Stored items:
• • • • • • •

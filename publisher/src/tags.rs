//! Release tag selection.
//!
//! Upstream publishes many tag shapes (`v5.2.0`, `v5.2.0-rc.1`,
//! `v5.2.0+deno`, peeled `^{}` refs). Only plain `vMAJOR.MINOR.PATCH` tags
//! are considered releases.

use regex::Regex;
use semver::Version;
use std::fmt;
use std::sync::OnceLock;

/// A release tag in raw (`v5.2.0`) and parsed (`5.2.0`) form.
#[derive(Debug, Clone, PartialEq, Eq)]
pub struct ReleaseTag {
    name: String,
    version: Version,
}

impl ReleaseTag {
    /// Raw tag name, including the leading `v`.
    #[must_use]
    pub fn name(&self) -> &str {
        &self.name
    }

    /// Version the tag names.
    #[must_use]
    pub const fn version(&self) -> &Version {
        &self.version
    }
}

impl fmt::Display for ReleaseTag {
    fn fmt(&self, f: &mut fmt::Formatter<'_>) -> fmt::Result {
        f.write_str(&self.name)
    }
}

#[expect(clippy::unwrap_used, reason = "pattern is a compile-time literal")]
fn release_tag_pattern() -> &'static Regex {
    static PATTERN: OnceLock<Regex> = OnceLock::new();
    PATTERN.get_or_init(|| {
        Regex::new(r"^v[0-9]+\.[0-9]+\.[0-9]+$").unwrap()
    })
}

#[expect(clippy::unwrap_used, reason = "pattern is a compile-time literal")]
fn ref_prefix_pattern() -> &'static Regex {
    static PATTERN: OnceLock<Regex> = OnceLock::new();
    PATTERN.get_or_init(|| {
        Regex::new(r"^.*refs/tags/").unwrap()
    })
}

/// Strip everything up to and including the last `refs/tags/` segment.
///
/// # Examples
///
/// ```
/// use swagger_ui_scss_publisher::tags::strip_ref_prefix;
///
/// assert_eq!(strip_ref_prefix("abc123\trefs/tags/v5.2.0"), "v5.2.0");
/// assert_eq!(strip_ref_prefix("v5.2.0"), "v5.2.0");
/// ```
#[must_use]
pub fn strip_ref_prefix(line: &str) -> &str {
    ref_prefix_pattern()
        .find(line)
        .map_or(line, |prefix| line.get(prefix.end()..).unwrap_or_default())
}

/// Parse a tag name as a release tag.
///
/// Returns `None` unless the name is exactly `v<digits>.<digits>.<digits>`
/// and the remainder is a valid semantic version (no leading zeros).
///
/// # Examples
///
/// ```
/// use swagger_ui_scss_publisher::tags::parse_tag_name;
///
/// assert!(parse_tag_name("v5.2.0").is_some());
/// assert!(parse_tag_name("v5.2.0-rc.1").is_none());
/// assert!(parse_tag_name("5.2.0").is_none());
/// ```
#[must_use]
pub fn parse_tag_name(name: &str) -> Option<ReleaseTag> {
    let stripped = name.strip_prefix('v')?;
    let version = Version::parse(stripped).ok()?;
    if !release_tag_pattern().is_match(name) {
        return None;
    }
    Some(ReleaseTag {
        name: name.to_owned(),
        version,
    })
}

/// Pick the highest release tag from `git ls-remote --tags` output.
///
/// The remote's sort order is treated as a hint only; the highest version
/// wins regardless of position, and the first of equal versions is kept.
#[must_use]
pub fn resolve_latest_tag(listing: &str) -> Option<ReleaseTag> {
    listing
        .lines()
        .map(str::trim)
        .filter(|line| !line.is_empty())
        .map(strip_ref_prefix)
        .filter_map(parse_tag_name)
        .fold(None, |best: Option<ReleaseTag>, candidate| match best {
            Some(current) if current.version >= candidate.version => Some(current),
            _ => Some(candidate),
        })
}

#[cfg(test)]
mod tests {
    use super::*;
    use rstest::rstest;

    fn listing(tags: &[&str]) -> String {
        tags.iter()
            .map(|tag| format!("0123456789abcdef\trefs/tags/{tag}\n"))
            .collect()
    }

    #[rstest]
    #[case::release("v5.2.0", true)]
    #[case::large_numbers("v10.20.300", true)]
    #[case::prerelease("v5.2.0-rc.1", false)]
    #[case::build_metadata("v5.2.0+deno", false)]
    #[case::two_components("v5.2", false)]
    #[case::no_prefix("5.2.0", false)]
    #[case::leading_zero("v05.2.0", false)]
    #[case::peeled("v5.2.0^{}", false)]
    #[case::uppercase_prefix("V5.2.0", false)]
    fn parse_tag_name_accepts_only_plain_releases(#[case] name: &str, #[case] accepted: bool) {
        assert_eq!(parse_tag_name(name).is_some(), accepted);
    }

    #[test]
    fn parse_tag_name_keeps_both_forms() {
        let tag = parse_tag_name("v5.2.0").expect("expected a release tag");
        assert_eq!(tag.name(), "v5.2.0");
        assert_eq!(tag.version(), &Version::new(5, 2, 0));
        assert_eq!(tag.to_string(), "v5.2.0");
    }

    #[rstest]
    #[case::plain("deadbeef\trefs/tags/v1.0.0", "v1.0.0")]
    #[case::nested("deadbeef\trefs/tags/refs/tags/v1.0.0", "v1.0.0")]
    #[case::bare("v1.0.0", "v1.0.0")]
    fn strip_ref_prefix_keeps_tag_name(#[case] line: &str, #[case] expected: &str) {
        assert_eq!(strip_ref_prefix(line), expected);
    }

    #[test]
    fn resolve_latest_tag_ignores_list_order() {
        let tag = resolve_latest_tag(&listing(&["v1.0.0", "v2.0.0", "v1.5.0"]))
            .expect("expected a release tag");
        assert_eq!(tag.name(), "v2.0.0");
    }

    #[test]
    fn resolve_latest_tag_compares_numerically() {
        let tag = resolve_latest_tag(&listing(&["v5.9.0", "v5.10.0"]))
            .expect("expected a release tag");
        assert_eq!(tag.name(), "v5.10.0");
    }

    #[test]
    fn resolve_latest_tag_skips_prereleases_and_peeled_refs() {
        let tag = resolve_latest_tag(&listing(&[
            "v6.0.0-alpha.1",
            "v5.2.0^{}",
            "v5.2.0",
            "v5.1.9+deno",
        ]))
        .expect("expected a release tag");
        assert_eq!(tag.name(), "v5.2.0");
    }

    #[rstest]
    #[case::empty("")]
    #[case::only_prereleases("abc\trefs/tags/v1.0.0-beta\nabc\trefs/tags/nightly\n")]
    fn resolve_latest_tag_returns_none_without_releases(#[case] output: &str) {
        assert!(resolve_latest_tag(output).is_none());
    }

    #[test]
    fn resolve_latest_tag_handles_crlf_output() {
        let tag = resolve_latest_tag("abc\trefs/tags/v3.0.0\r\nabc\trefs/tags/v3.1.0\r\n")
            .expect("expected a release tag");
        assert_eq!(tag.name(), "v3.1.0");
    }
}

• • • • • • •

Report each line above containing the string "trefs".

ANSWER FOR THIS EXERCISE:
/// assert_eq!(strip_ref_prefix("abc123\trefs/tags/v5.2.0"), "v5.2.0");
            .map(|tag| format!("0123456789abcdef\trefs/tags/{tag}\n"))
    #[case::plain("deadbeef\trefs/tags/v1.0.0", "v1.0.0")]
    #[case::nested("deadbeef\trefs/tags/refs/tags/v1.0.0", "v1.0.0")]
    #[case::only_prereleases("abc\trefs/tags/v1.0.0-beta\nabc\trefs/tags/nightly\n")]
        let tag = resolve_latest_tag("abc\trefs/tags/v3.0.0\r\nabc\trefs/tags/v3.1.0\r\n")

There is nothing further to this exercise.